EXERCISE: Each entry is to be printed again word for word.

DATA IN THIS EXERCISE:
//! Flat answers to nested value.
//!
//! Answers read from a filled template arrive as a flat map from combined key
//! to cell value. [`Unflattener`] walks the same schema the template was
//! generated from and reassembles the nested form value:
//!
//! - `select` cells hold option labels and are mapped back to option keys.
//! - `list` rows without any answer are dropped; a list without rows is
//!   absent rather than empty.
//! - `input` cells go through the configured [`ValueRule`]s.

use std::{collections::HashMap, sync::Arc};

use log::debug;
use serde_json::{Map, Value};

use crate::{
    data::{OptionsCatalog, TemplateSchema, error::Result, options::number_string},
    flatten::options_for,
    key::combine,
    rules::{ValueRule, apply_first, dref_rules},
};

/// Flat answers by combined key.
pub type FlatValues = HashMap<String, Value>;

/// Transform applied to every rebuilt list row.
pub type ListItemTransform = Arc<dyn Fn(Map<String, Value>) -> Map<String, Value> + Send + Sync>;

/// Name of the identifier attached by [`add_client_id`].
pub const CLIENT_ID: &str = "client_id";

/// Attach a fresh random `client_id` to a list row.
pub fn add_client_id(mut item: Map<String, Value>) -> Map<String, Value> {
    item.insert(
        CLIENT_ID.to_string(),
        Value::String(uuid::Uuid::new_v4().to_string()),
    );
    item
}

/// Whether a rebuilt value carries any answer.
///
/// `null`, empty strings and empty arrays carry nothing; objects carry an
/// answer when any member does.
pub fn has_some_defined_value(value: &Value) -> bool {
    match value {
        Value::Null => false,
        Value::String(s) => !s.is_empty(),
        Value::Array(items) => !items.is_empty(),
        Value::Object(map) => map.values().any(has_some_defined_value),
        Value::Bool(_) | Value::Number(_) => true,
    }
}

/// Text of a cell as compared against option labels.
///
/// Numbers render as in JavaScript, so a float cell `2024.0` reads `2024`.
fn cell_text(value: &Value) -> Option<String> {
    match value {
        Value::Null => None,
        Value::String(s) => Some(s.clone()),
        Value::Number(n) => Some(match (n.as_i64(), n.as_u64()) {
            (Some(i), _) => i.to_string(),
            (None, Some(u)) => u.to_string(),
            (None, None) => number_string(n.as_f64().unwrap_or(f64::NAN)),
        }),
        other => Some(other.to_string()),
    }
}

/// Rebuilds nested values from flat answers.
#[derive(Clone)]
pub struct Unflattener {
    rules: Arc<Vec<Box<dyn ValueRule>>>,
    list_item_transform: ListItemTransform,
}

impl Default for Unflattener {
    /// DREF value rules and a random `client_id` on every list row.
    fn default() -> Self {
        Self {
            rules: Arc::new(dref_rules()),
            list_item_transform: Arc::new(add_client_id),
        }
    }
}

impl Unflattener {
    /// An unflattener without rules that leaves list rows untouched.
    pub fn plain() -> Self {
        Self {
            rules: Arc::new(Vec::new()),
            list_item_transform: Arc::new(|item: Map<String, Value>| item),
        }
    }

    /// Replace the value rules.
    pub fn with_rules(mut self, rules: Vec<Box<dyn ValueRule>>) -> Self {
        self.rules = Arc::new(rules);
        self
    }

    /// Replace the list row transform.
    pub fn with_list_item_transform(
        mut self,
        transform: impl Fn(Map<String, Value>) -> Map<String, Value> + Send + Sync + 'static,
    ) -> Self {
        self.list_item_transform = Arc::new(transform);
        self
    }

    /// Rebuild the value described by `schema` from `values`.
    ///
    /// Returns `None` when the schema addresses nothing (a bare leaf at the
    /// root) or the answers hold nothing for it.
    ///
    /// # Errors
    ///
    /// Returns [`TemplateError::UnknownOptions`](crate::TemplateError::UnknownOptions)
    /// when a `select` or `list` node references an option list missing from
    /// `catalog`.
    pub fn unflatten(
        &self,
        schema: &TemplateSchema,
        catalog: &OptionsCatalog,
        values: &FlatValues,
    ) -> Result<Option<Value>> {
        self.walk(schema, catalog, values, None)
    }

    /// Rebuild the value for `schema` positioned at `field_name`.
    pub fn walk(
        &self,
        schema: &TemplateSchema,
        catalog: &OptionsCatalog,
        values: &FlatValues,
        field_name: Option<&str>,
    ) -> Result<Option<Value>> {
        if let TemplateSchema::Object(obj) = schema {
            let mut map = Map::new();
            for (key, child) in &obj.fields {
                let Some(child) = child else {
                    continue;
                };
                let name = combine(key, field_name);
                if let Some(value) = self.walk(child, catalog, values, Some(&name))? {
                    map.insert(key.clone(), value);
                }
            }
            return Ok(Some(Value::Object(map)));
        }

        let Some(field_name) = field_name else {
            return Ok(None);
        };

        match schema {
            TemplateSchema::Object(_) => Ok(None),
            TemplateSchema::Input(_) => Ok(values
                .get(field_name)
                .cloned()
                .map(|value| apply_first(&self.rules, field_name, value))),
            TemplateSchema::Select(select) => {
                let options = options_for(catalog, &select.options_key, field_name)?;
                let Some(label) = values.get(field_name).and_then(cell_text) else {
                    return Ok(None);
                };
                // Duplicate labels resolve to the last option.
                let key = options
                    .iter()
                    .rev()
                    .find(|o| o.label == label)
                    .map(|o| o.key.as_json());
                if key.is_none() {
                    debug!("`{field_name}`: no option labelled `{label}`");
                }
                Ok(key)
            }
            TemplateSchema::List(list) => {
                let options = options_for(catalog, &list.options_key, field_name)?;

                let mut rows = Vec::new();
                for option in options {
                    let option_name = combine(&option.key, Some(field_name));
                    let value = self.walk(&list.children, catalog, values, Some(&option_name))?;

                    let Some(Value::Object(item)) = value else {
                        continue;
                    };
                    if !item.values().any(has_some_defined_value) {
                        continue;
                    }

                    let item = (self.list_item_transform)(item);
                    let row = match &list.key_field_name {
                        Some(key_field) => {
                            let mut row = Map::new();
                            row.insert(key_field.clone(), option.key.as_json());
                            row.extend(item);
                            row
                        }
                        None => item,
                    };
                    rows.push(Value::Object(row));
                }

                if rows.is_empty() {
                    Ok(None)
                } else {
                    Ok(Some(Value::Array(rows)))
                }
            }
        }
    }
}

/// Rebuild a value with the default [`Unflattener`].
pub fn get_value_from_import_template(
    schema: &TemplateSchema,
    catalog: &OptionsCatalog,
    values: &FlatValues,
) -> Result<Option<Value>> {
    Unflattener::default().unflatten(schema, catalog, values)
}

OUTPUT OF THE EXERCISE:
//! Flat answers to nested value.
//!
//! Answers read from a filled template arrive as a flat map from combined key
//! to cell value. [`Unflattener`] walks the same schema the template was
//! generated from and reassembles the nested form value:
//!
//! - `select` cells hold option labels and are mapped back to option keys.
//! - `list` rows without any answer are dropped; a list without rows is
//!   absent rather than empty.
//! - `input` cells go through the configured [`ValueRule`]s.

use std::{collections::HashMap, sync::Arc};

use log::debug;
use serde_json::{Map, Value};

use crate::{
    data::{OptionsCatalog, TemplateSchema, error::Result, options::number_string},
    flatten::options_for,
    key::combine,
    rules::{ValueRule, apply_first, dref_rules},
};

/// Flat answers by combined key.
pub type FlatValues = HashMap<String, Value>;

/// Transform applied to every rebuilt list row.
pub type ListItemTransform = Arc<dyn Fn(Map<String, Value>) -> Map<String, Value> + Send + Sync>;

/// Name of the identifier attached by [`add_client_id`].
pub const CLIENT_ID: &str = "client_id";

/// Attach a fresh random `client_id` to a list row.
pub fn add_client_id(mut item: Map<String, Value>) -> Map<String, Value> {
    item.insert(
        CLIENT_ID.to_string(),
        Value::String(uuid::Uuid::new_v4().to_string()),
    );
    item
}

/// Whether a rebuilt value carries any answer.
///
/// `null`, empty strings and empty arrays carry nothing; objects carry an
/// answer when any member does.
pub fn has_some_defined_value(value: &Value) -> bool {
    match value {
        Value::Null => false,
        Value::String(s) => !s.is_empty(),
        Value::Array(items) => !items.is_empty(),
        Value::Object(map) => map.values().any(has_some_defined_value),
        Value::Bool(_) | Value::Number(_) => true,
    }
}

/// Text of a cell as compared against option labels.
///
/// Numbers render as in JavaScript, so a float cell `2024.0` reads `2024`.
fn cell_text(value: &Value) -> Option<String> {
    match value {
        Value::Null => None,
        Value::String(s) => Some(s.clone()),
        Value::Number(n) => Some(match (n.as_i64(), n.as_u64()) {
            (Some(i), _) => i.to_string(),
            (None, Some(u)) => u.to_string(),
            (None, None) => number_string(n.as_f64().unwrap_or(f64::NAN)),
        }),
        other => Some(other.to_string()),
    }
}

/// Rebuilds nested values from flat answers.
#[derive(Clone)]
pub struct Unflattener {
    rules: Arc<Vec<Box<dyn ValueRule>>>,
    list_item_transform: ListItemTransform,
}

impl Default for Unflattener {
    /// DREF value rules and a random `client_id` on every list row.
    fn default() -> Self {
        Self {
            rules: Arc::new(dref_rules()),
            list_item_transform: Arc::new(add_client_id),
        }
    }
}

impl Unflattener {
    /// An unflattener without rules that leaves list rows untouched.
    pub fn plain() -> Self {
        Self {
            rules: Arc::new(Vec::new()),
            list_item_transform: Arc::new(|item: Map<String, Value>| item),
        }
    }

    /// Replace the value rules.
    pub fn with_rules(mut self, rules: Vec<Box<dyn ValueRule>>) -> Self {
        self.rules = Arc::new(rules);
        self
    }

    /// Replace the list row transform.
    pub fn with_list_item_transform(
        mut self,
        transform: impl Fn(Map<String, Value>) -> Map<String, Value> + Send + Sync + 'static,
    ) -> Self {
        self.list_item_transform = Arc::new(transform);
        self
    }

    /// Rebuild the value described by `schema` from `values`.
    ///
    /// Returns `None` when the schema addresses nothing (a bare leaf at the
    /// root) or the answers hold nothing for it.
    ///
    /// # Errors
    ///
    /// Returns [`TemplateError::UnknownOptions`](crate::TemplateError::UnknownOptions)
    /// when a `select` or `list` node references an option list missing from
    /// `catalog`.
    pub fn unflatten(
        &self,
        schema: &TemplateSchema,
        catalog: &OptionsCatalog,
        values: &FlatValues,
    ) -> Result<Option<Value>> {
        self.walk(schema, catalog, values, None)
    }

    /// Rebuild the value for `schema` positioned at `field_name`.
    pub fn walk(
        &self,
        schema: &TemplateSchema,
        catalog: &OptionsCatalog,
        values: &FlatValues,
        field_name: Option<&str>,
    ) -> Result<Option<Value>> {
        if let TemplateSchema::Object(obj) = schema {
            let mut map = Map::new();
            for (key, child) in &obj.fields {
                let Some(child) = child else {
                    continue;
                };
                let name = combine(key, field_name);
                if let Some(value) = self.walk(child, catalog, values, Some(&name))? {
                    map.insert(key.clone(), value);
                }
            }
            return Ok(Some(Value::Object(map)));
        }

        let Some(field_name) = field_name else {
            return Ok(None);
        };

        match schema {
            TemplateSchema::Object(_) => Ok(None),
            TemplateSchema::Input(_) => Ok(values
                .get(field_name)
                .cloned()
                .map(|value| apply_first(&self.rules, field_name, value))),
            TemplateSchema::Select(select) => {
                let options = options_for(catalog, &select.options_key, field_name)?;
                let Some(label) = values.get(field_name).and_then(cell_text) else {
                    return Ok(None);
                };
                // Duplicate labels resolve to the last option.
                let key = options
                    .iter()
                    .rev()
                    .find(|o| o.label == label)
                    .map(|o| o.key.as_json());
                if key.is_none() {
                    debug!("`{field_name}`: no option labelled `{label}`");
                }
                Ok(key)
            }
            TemplateSchema::List(list) => {
                let options = options_for(catalog, &list.options_key, field_name)?;

                let mut rows = Vec::new();
                for option in options {
                    let option_name = combine(&option.key, Some(field_name));
                    let value = self.walk(&list.children, catalog, values, Some(&option_name))?;

                    let Some(Value::Object(item)) = value else {
                        continue;
                    };
                    if !item.values().any(has_some_defined_value) {
                        continue;
                    }

                    let item = (self.list_item_transform)(item);
                    let row = match &list.key_field_name {
                        Some(key_field) => {
                            let mut row = Map::new();
                            row.insert(key_field.clone(), option.key.as_json());
                            row.extend(item);
                            row
                        }
                        None => item,
                    };
                    rows.push(Value::Object(row));
                }

                if rows.is_empty() {
                    Ok(None)
                } else {
                    Ok(Some(Value::Array(rows)))
                }
            }
        }
    }
}

/// Rebuild a value with the default [`Unflattener`].
pub fn get_value_from_import_template(
    schema: &TemplateSchema,
    catalog: &OptionsCatalog,
    values: &FlatValues,
) -> Result<Option<Value>> {
    Unflattener::default().unflatten(schema, catalog, values)
}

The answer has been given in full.